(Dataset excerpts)
——————

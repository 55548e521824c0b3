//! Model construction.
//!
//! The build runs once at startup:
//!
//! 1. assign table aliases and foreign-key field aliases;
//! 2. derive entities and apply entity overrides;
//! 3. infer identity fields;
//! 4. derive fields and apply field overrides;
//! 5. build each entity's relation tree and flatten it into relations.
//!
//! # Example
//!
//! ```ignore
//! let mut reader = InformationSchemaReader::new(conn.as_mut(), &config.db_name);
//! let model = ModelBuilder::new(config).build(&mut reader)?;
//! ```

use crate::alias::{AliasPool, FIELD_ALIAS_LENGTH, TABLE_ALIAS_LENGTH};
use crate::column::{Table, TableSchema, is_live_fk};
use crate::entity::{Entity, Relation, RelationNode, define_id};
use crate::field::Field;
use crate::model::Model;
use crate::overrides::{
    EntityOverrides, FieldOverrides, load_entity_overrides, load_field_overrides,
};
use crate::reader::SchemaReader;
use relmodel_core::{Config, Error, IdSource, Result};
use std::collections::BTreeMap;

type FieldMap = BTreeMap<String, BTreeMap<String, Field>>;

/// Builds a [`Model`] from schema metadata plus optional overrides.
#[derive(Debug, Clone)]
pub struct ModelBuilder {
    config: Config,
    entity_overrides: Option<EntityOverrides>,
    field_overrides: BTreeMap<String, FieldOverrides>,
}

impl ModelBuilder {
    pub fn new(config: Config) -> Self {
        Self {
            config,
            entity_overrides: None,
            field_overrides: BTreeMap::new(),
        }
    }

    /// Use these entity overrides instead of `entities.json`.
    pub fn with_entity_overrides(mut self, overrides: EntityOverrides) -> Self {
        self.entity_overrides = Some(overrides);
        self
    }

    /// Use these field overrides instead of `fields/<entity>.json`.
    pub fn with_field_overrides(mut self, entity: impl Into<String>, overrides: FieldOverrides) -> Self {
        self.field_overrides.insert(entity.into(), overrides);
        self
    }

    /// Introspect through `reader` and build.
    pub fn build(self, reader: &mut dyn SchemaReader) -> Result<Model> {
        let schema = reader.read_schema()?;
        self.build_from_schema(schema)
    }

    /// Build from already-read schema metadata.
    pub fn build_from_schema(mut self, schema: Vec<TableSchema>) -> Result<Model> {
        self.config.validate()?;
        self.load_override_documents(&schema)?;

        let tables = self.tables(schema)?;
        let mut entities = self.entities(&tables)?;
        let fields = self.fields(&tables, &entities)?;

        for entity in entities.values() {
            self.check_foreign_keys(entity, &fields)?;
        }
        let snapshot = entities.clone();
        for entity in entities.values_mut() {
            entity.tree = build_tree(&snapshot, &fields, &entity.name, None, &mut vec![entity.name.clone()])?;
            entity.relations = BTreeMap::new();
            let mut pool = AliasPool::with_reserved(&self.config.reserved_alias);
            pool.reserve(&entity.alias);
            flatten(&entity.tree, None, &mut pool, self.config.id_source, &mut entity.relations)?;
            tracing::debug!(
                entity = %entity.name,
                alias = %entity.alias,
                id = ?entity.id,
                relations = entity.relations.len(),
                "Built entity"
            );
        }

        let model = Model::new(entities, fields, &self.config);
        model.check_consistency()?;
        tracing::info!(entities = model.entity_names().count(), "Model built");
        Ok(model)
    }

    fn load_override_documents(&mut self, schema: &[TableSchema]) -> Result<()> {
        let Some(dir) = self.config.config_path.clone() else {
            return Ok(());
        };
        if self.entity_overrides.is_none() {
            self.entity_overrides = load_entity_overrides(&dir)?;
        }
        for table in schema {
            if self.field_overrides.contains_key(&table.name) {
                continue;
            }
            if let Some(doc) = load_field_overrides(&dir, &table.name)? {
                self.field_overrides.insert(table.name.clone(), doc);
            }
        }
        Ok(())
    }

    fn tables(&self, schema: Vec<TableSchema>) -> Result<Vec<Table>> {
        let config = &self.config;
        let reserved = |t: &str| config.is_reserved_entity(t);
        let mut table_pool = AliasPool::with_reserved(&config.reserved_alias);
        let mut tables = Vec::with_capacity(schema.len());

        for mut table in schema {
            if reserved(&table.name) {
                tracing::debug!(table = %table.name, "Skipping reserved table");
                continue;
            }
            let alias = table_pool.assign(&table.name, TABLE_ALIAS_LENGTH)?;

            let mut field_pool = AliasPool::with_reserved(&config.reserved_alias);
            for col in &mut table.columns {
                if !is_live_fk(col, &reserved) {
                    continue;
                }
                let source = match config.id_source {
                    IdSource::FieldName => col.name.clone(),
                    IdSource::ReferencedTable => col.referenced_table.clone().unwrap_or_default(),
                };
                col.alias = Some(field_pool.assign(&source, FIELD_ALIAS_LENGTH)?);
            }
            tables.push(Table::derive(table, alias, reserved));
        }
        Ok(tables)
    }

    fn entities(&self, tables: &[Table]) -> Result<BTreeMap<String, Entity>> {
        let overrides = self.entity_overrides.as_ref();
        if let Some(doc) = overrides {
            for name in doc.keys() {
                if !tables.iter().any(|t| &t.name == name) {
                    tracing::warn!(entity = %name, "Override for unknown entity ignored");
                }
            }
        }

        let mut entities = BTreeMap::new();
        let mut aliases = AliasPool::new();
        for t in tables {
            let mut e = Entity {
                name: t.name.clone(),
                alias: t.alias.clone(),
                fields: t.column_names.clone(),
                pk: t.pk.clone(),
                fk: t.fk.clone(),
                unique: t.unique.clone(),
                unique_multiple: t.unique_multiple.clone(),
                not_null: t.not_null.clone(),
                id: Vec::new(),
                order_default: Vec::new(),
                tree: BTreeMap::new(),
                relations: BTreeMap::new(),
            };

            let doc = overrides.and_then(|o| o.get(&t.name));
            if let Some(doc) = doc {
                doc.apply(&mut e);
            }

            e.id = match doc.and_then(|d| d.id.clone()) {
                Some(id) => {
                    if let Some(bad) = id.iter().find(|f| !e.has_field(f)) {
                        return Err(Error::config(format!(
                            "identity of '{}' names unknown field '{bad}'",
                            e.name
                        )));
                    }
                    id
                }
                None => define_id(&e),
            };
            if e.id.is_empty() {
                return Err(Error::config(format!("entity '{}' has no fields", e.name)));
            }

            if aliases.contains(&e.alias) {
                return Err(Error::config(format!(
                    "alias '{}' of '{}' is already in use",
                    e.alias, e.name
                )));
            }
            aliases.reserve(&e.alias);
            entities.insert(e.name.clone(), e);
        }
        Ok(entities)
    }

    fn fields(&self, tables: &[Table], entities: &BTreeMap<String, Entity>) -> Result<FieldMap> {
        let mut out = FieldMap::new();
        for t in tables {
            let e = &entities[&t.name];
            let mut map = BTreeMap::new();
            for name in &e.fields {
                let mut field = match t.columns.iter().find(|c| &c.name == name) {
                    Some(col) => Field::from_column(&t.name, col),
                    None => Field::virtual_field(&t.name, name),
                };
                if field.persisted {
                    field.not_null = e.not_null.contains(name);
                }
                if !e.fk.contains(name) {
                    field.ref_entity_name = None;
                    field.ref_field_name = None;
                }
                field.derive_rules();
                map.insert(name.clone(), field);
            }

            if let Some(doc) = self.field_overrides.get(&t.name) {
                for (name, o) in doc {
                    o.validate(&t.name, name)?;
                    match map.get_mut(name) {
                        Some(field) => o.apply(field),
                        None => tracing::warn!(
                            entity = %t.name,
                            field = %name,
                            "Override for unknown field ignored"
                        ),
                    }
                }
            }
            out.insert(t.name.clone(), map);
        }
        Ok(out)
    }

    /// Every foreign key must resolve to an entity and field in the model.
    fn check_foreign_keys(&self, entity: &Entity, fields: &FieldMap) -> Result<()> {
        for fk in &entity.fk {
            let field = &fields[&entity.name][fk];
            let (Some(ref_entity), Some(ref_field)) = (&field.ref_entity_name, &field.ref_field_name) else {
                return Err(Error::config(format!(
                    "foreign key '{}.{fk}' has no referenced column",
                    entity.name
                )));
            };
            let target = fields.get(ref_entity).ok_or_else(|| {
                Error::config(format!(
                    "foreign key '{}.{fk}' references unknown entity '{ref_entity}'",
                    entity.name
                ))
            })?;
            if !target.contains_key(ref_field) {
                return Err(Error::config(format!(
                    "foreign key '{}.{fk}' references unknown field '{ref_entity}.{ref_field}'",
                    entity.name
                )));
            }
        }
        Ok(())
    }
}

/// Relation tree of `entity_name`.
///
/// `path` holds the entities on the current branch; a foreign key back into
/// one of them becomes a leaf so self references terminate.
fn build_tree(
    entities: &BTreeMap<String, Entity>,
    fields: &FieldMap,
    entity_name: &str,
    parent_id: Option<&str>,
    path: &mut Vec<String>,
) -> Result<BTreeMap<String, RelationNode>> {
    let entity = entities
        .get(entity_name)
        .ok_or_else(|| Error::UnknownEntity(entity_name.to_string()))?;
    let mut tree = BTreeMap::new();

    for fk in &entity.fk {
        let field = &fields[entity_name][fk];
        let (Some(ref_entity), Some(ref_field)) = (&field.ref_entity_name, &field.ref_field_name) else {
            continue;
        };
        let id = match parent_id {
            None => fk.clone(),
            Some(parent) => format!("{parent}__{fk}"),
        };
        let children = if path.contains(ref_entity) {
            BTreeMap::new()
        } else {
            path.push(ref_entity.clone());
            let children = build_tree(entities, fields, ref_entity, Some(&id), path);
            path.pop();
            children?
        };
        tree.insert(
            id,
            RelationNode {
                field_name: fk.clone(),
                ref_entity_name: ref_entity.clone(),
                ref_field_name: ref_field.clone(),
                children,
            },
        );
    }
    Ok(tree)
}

——————

(Exercise objective) From the records, copy out each line that includes the string "IdSource".

(Solved exercise)
use relmodel_core::{Config, Error, IdSource, Result};
                    IdSource::FieldName => col.name.clone(),
                    IdSource::ReferencedTable => col.referenced_table.clone().unwrap_or_default(),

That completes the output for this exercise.